:: TASK BRIEF ::
Print every line below. Match each one exactly.

+++ GIVEN DATA +++

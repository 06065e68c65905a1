//! # Project Writer
//!
//! Full rewrite of a project directory: the entity directories are cleared, every entity
//! reachable from the root or the detached pool is written to its own file, then the
//! manifest. `config.json` and any other file in the directory are left alone.
//!
//! A save is not atomic. If a write fails midway the error is returned unchanged, the
//! project keeps its unsaved-changes flag, and the directory holds a partial file set
//! until the next successful save.

use crate::codec::{EntityCodec, Manifest};
use crate::document::Project;
use crate::error::Result;
use crate::model::{Entity, Section};
use crate::store::StorageProvider;
use std::path::Path;
use tracing::debug;

pub struct ProjectWriter<S: StorageProvider> {
    codec: EntityCodec<S>,
}

impl<S: StorageProvider> ProjectWriter<S> {
    pub fn new(storage: S) -> Self {
        Self {
            codec: EntityCodec::new(storage),
        }
    }

    pub fn save(&self, project: &mut Project, project_path: &Path) -> Result<()> {
        let storage = self.codec.storage();
        storage.delete(&self.codec.sections_dir(project_path))?;
        storage.delete(&self.codec.cards_dir(project_path))?;

        let mut written = self.write_section_tree(project.root(), project_path)?;
        for entity in project.detached() {
            written += self.write_tree(entity, project_path)?;
        }

        let manifest = Manifest {
            root_id: project.root_id(),
            categories: project.categories().all().to_vec(),
        };
        self.codec.write_manifest(project_path, &manifest)?;

        debug!(files = written, path = %project_path.display(), "project saved");
        project.mark_saved();
        Ok(())
    }

    fn write_tree(&self, entity: &Entity, base: &Path) -> Result<usize> {
        match entity {
            Entity::Section(section) => self.write_section_tree(section, base),
            Entity::Card(card) => {
                self.codec.write_card(card, base)?;
                Ok(1)
            }
        }
    }

    fn write_section_tree(&self, section: &Section, base: &Path) -> Result<usize> {
        self.codec.write_section(section, base)?;
        let mut written = 1;
        for child in &section.children {
            written += self.write_tree(child, base)?;
        }
        Ok(written)
    }
}

#[cfg(test)]
mod tests {
    use super::*;
    use crate::loader::ProjectLoader;
    use crate::model::{Card, Position, WorkflowLabel};
    use crate::store::memory::MemoryStorage;

    fn base() -> &'static Path {
        Path::new("book")
    }

    #[test]
    fn test_save_then_load_roundtrip() {
        let storage = MemoryStorage::new();
        let mut project = Project::default();
        let root = project.root_id();
        let chapter = project.create_section(root, "Chapter").unwrap();
        let mut card = Card::new("Storm", "Rain.\n");
        card.meta.notes = Some("weather".into());
        card.meta.label = WorkflowLabel::InProgress;
        card.meta.position = Position::new(40.0, -2.5);
        let cat = project.add_category("Plot", "Red");
        card.category = Some(cat);
        let card_id = project.create(chapter, card).unwrap();
        let loose = project.create_section(root, "Loose").unwrap();
        project.create_card(loose, "inside", "x").unwrap();
        project.detach(loose).unwrap();

        ProjectWriter::new(&storage).save(&mut project, base()).unwrap();
        assert!(!project.has_unsaved_changes());

        let loaded = ProjectLoader::new(&storage).load(base()).unwrap();
        assert!(loaded.warnings.is_empty());
        assert_eq!(&loaded.root, project.root());
        assert_eq!(loaded.unattached, project.detached().to_vec());
        assert_eq!(loaded.categories, *project.categories());
        let reloaded = Project::from_load_result(loaded);
        assert_eq!(reloaded.category_of(card_id).unwrap().name, "Plot");
    }

    #[test]
    fn test_save_removes_stale_files_but_keeps_config() {
        let storage = MemoryStorage::new();
        storage
            .put(&base().join("config.json"), "{}")
            .unwrap();
        let mut project = Project::default();
        let root = project.root_id();
        let card = project.create_card(root, "gone soon", "").unwrap();
        let writer = ProjectWriter::new(&storage);
        writer.save(&mut project, base()).unwrap();

        project.detach(card).unwrap();
        project.delete_detached(card).unwrap();
        writer.save(&mut project, base()).unwrap();

        assert!(storage.list(&base().join("cards")).unwrap().is_empty());
        assert!(storage.exists(&base().join("config.json")));
        assert_eq!(storage.list(&base().join("sections")).unwrap().len(), 1);
    }

    #[test]
    fn test_failed_save_keeps_dirty_flag() {
        let storage = MemoryStorage::new();
        let mut project = Project::default();
        let root = project.root_id();
        project.create_card(root, "c", "").unwrap();
        storage.set_simulate_write_error(true);

        let err = ProjectWriter::new(&storage)
            .save(&mut project, base())
            .unwrap_err();
        assert!(matches!(err, crate::error::ShufflerError::Storage { .. }));
        assert!(project.has_unsaved_changes());
    }
}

+++

:: ANSWER SECTION ::
repository 06065e68c65905a1
//! # Project Writer
//!
//! Full rewrite of a project directory: the entity directories are cleared, every entity
//! reachable from the root or the detached pool is written to its own file, then the
//! manifest. `config.json` and any other file in the directory are left alone.
//!
//! A save is not atomic. If a write fails midway the error is returned unchanged, the
//! project keeps its unsaved-changes flag, and the directory holds a partial file set
//! until the next successful save.

use crate::codec::{EntityCodec, Manifest};
use crate::document::Project;
use crate::error::Result;
use crate::model::{Entity, Section};
use crate::store::StorageProvider;
use std::path::Path;
use tracing::debug;

pub struct ProjectWriter<S: StorageProvider> {
    codec: EntityCodec<S>,
}

impl<S: StorageProvider> ProjectWriter<S> {
    pub fn new(storage: S) -> Self {
        Self {
            codec: EntityCodec::new(storage),
        }
    }

    pub fn save(&self, project: &mut Project, project_path: &Path) -> Result<()> {
        let storage = self.codec.storage();
        storage.delete(&self.codec.sections_dir(project_path))?;
        storage.delete(&self.codec.cards_dir(project_path))?;

        let mut written = self.write_section_tree(project.root(), project_path)?;
        for entity in project.detached() {
            written += self.write_tree(entity, project_path)?;
        }

        let manifest = Manifest {
            root_id: project.root_id(),
            categories: project.categories().all().to_vec(),
        };
        self.codec.write_manifest(project_path, &manifest)?;

        debug!(files = written, path = %project_path.display(), "project saved");
        project.mark_saved();
        Ok(())
    }

    fn write_tree(&self, entity: &Entity, base: &Path) -> Result<usize> {
        match entity {
            Entity::Section(section) => self.write_section_tree(section, base),
            Entity::Card(card) => {
                self.codec.write_card(card, base)?;
                Ok(1)
            }
        }
    }

    fn write_section_tree(&self, section: &Section, base: &Path) -> Result<usize> {
        self.codec.write_section(section, base)?;
        let mut written = 1;
        for child in &section.children {
            written += self.write_tree(child, base)?;
        }
        Ok(written)
    }
}

#[cfg(test)]
mod tests {
    use super::*;
    use crate::loader::ProjectLoader;
    use crate::model::{Card, Position, WorkflowLabel};
    use crate::store::memory::MemoryStorage;

    fn base() -> &'static Path {
        Path::new("book")
    }

    #[test]
    fn test_save_then_load_roundtrip() {
        let storage = MemoryStorage::new();
        let mut project = Project::default();
        let root = project.root_id();
        let chapter = project.create_section(root, "Chapter").unwrap();
        let mut card = Card::new("Storm", "Rain.\n");
        card.meta.notes = Some("weather".into());
        card.meta.label = WorkflowLabel::InProgress;
        card.meta.position = Position::new(40.0, -2.5);
        let cat = project.add_category("Plot", "Red");
        card.category = Some(cat);
        let card_id = project.create(chapter, card).unwrap();
        let loose = project.create_section(root, "Loose").unwrap();
        project.create_card(loose, "inside", "x").unwrap();
        project.detach(loose).unwrap();

        ProjectWriter::new(&storage).save(&mut project, base()).unwrap();
        assert!(!project.has_unsaved_changes());

        let loaded = ProjectLoader::new(&storage).load(base()).unwrap();
        assert!(loaded.warnings.is_empty());
        assert_eq!(&loaded.root, project.root());
        assert_eq!(loaded.unattached, project.detached().to_vec());
        assert_eq!(loaded.categories, *project.categories());
        let reloaded = Project::from_load_result(loaded);
        assert_eq!(reloaded.category_of(card_id).unwrap().name, "Plot");
    }

    #[test]
    fn test_save_removes_stale_files_but_keeps_config() {
        let storage = MemoryStorage::new();
        storage
            .put(&base().join("config.json"), "{}")
            .unwrap();
        let mut project = Project::default();
        let root = project.root_id();
        let card = project.create_card(root, "gone soon", "").unwrap();
        let writer = ProjectWriter::new(&storage);
        writer.save(&mut project, base()).unwrap();

        project.detach(card).unwrap();
        project.delete_detached(card).unwrap();
        writer.save(&mut project, base()).unwrap();

        assert!(storage.list(&base().join("cards")).unwrap().is_empty());
        assert!(storage.exists(&base().join("config.json")));
        assert_eq!(storage.list(&base().join("sections")).unwrap().len(), 1);
    }

    #[test]
    fn test_failed_save_keeps_dirty_flag() {
        let storage = MemoryStorage::new();
        let mut project = Project::default();
        let root = project.root_id();
        project.create_card(root, "c", "").unwrap();
        storage.set_simulate_write_error(true);

        let err = ProjectWriter::new(&storage)
            .save(&mut project, base())
            .unwrap_err();
        assert!(matches!(err, crate::error::ShufflerError::Storage { .. }));
        assert!(project.has_unsaved_changes());
    }
}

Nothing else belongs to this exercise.